Canada’s dairy farmers are committed to providing the highest possible quality milk for Canadians. When purchasing Canadian dairy products, consumers can rest assured that the milk in the product is free of antibiotic residue, free of artificial growth hormones, and that the farmers are committed to healthy, comfortable cows.

Canadians know their dairy products are of the highest quality. That is why 75% of Canadians believe that the government should defend the Canadian dairy industry in the context of NAFTA renegotiations.

Here are some important facts to consider in light of recent discussions on the Canada-US dairy market trade.

1. Canada Imports a Huge Amount of US Dairy

Canada’s dairy trade deficit with the US has fluctuated from year to year, grown steadily in the last ten years, reaching a ratio of 5:1 in 2016, and in 2017, it came back to the trade balance levels seen in 2014. In 2017, Canada imported a massive $470.6 million in US dairy products. In the same year, the US only imported $149.5 million worth Canadian products. This type of trade deficit would usually be characterized as ‘no small feat’ in context of the disproportionate market size of the United States compared to Canada.

2. Trump is Wrong About Tariffs on Dairy

President Trump claims that all US dairy products face a 270% tariff when entering Canada; let’s call that “Fake News”.

Imported dairy imports, including those coming from the United-States, do not pay the tariff when arrive on the Canadian market. Tariffs are only imposed after a certain level of imports has been reached. This measure, called tariff-rate quota, grants our farmers the ability to better plan their production and means Canadians waste less product.

Additional factoid: DYK not all dairy products are subject to a TRQ?

Let’s not kid ourselves: the United States uses tariff-rate quotas to limit dairy products they import too – and some of their tariffs are higher than Canada’s.

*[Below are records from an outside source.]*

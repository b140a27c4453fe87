//! Route tables for Gizmo.
//!
//! This crate holds the two route tables the server can dispatch through.
//! Both are plain data structures: they never perform I/O or logging, and
//! they are generic over the value stored per route so the server can keep
//! whatever handler type it likes.
//!
//! - [`PatternRouter`]: a radix tree supporting `/prefix/{name}` and
//!   `/prefix/{name:pattern}` segments. Both method and path must match.
//!   When several routes match a request, the one registered first wins.
//! - [`ExactRouter`]: exact path lookup only. Each path keeps a small table of
//!   method entries where [`ANY`] matches every method.
//!
//! # Example
//!
//! ```rust
//! use gizmo_router::{PatternRouter, ANY};
//! use http::Method;
//!
//! let mut router = PatternRouter::new();
//! router.insert(Method::GET, "/users/{id:[0-9]+}", "getUser").unwrap();
//! router.insert(ANY, "/users/{name}", "byName").unwrap();
//!
//! let m = router.match_route(&Method::GET, "/users/42").unwrap();
//! assert_eq!(*m.value, "getUser");
//! assert_eq!(m.vars.get("id"), Some("42"));
//!
//! let m = router.match_route(&Method::DELETE, "/users/alice").unwrap();
//! assert_eq!(*m.value, "byName");
//! ```
//!
//! # Tree layout
//!
//! ```text
//!                    (root)
//!                      │
//!              ┌───────┴───────┐
//!              │               │
//!            "users"        "files"
//!              │               │
//!        ┌─────┴─────┐    "{path:.*}"
//!        │           │
//!   "{id:[0-9]+}" "{name}"
//! ```

mod error;
mod exact;
mod method;
mod node;
mod router;
mod vars;

pub use error::RouteError;
pub use exact::ExactRouter;
pub use method::{MethodFilter, ANY};
pub use node::{Node, Pattern, SegmentKind};
pub use router::PatternRouter;
pub use vars::RouteVars;

/// A matched route with its stored value and extracted route variables.
#[derive(Debug, Clone, PartialEq, Eq)]
pub struct RouteMatch<'a, T> {
    /// The value registered for the route
    pub value: &'a T,
    /// Variables extracted from the path
    pub vars: RouteVars,
}

impl<'a, T> RouteMatch<'a, T> {
    /// Creates a new route match.
    #[must_use]
    pub fn new(value: &'a T, vars: RouteVars) -> Self {
        Self { value, vars }
    }
}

3. Canada imports More Dairy than the US

On a per-capita basis. Although Canadian dairy farmers would be more than happy to meet all of the Canadian demand for dairy, Canada imports about 10% of its market tariff free. tariff-free. This is important to note considering that the United-States imports only 3% of their market – because they impose their own heavy roadblocks on exporters. As the Agri-Food Economic Systems policy notestates: “In comparison with its market size, the US allows for much less cheese market access within its tariff rate quota. Canada allows in about double what the US does, on a relative production share basis.”

To put this into perspective, each Canadian has much greater access to imported dairy products than an American does. This is an inconvenient truth for the American Administration.

4. Canada’s Dairy Industry Supports Canadians

Perhaps the most important element to consider in the trade debate is the important economic engine that is the Canadian dairy industry. Canada’s dairy industry proudly contributes about $20 billion to the national GDP. On top of this important economic contribution, the Canadian dairy sector supports 221,000 jobs at home. These are taxpayers, consumers and, families, which rely on dairy for their livelihood and, in turn, support their communities.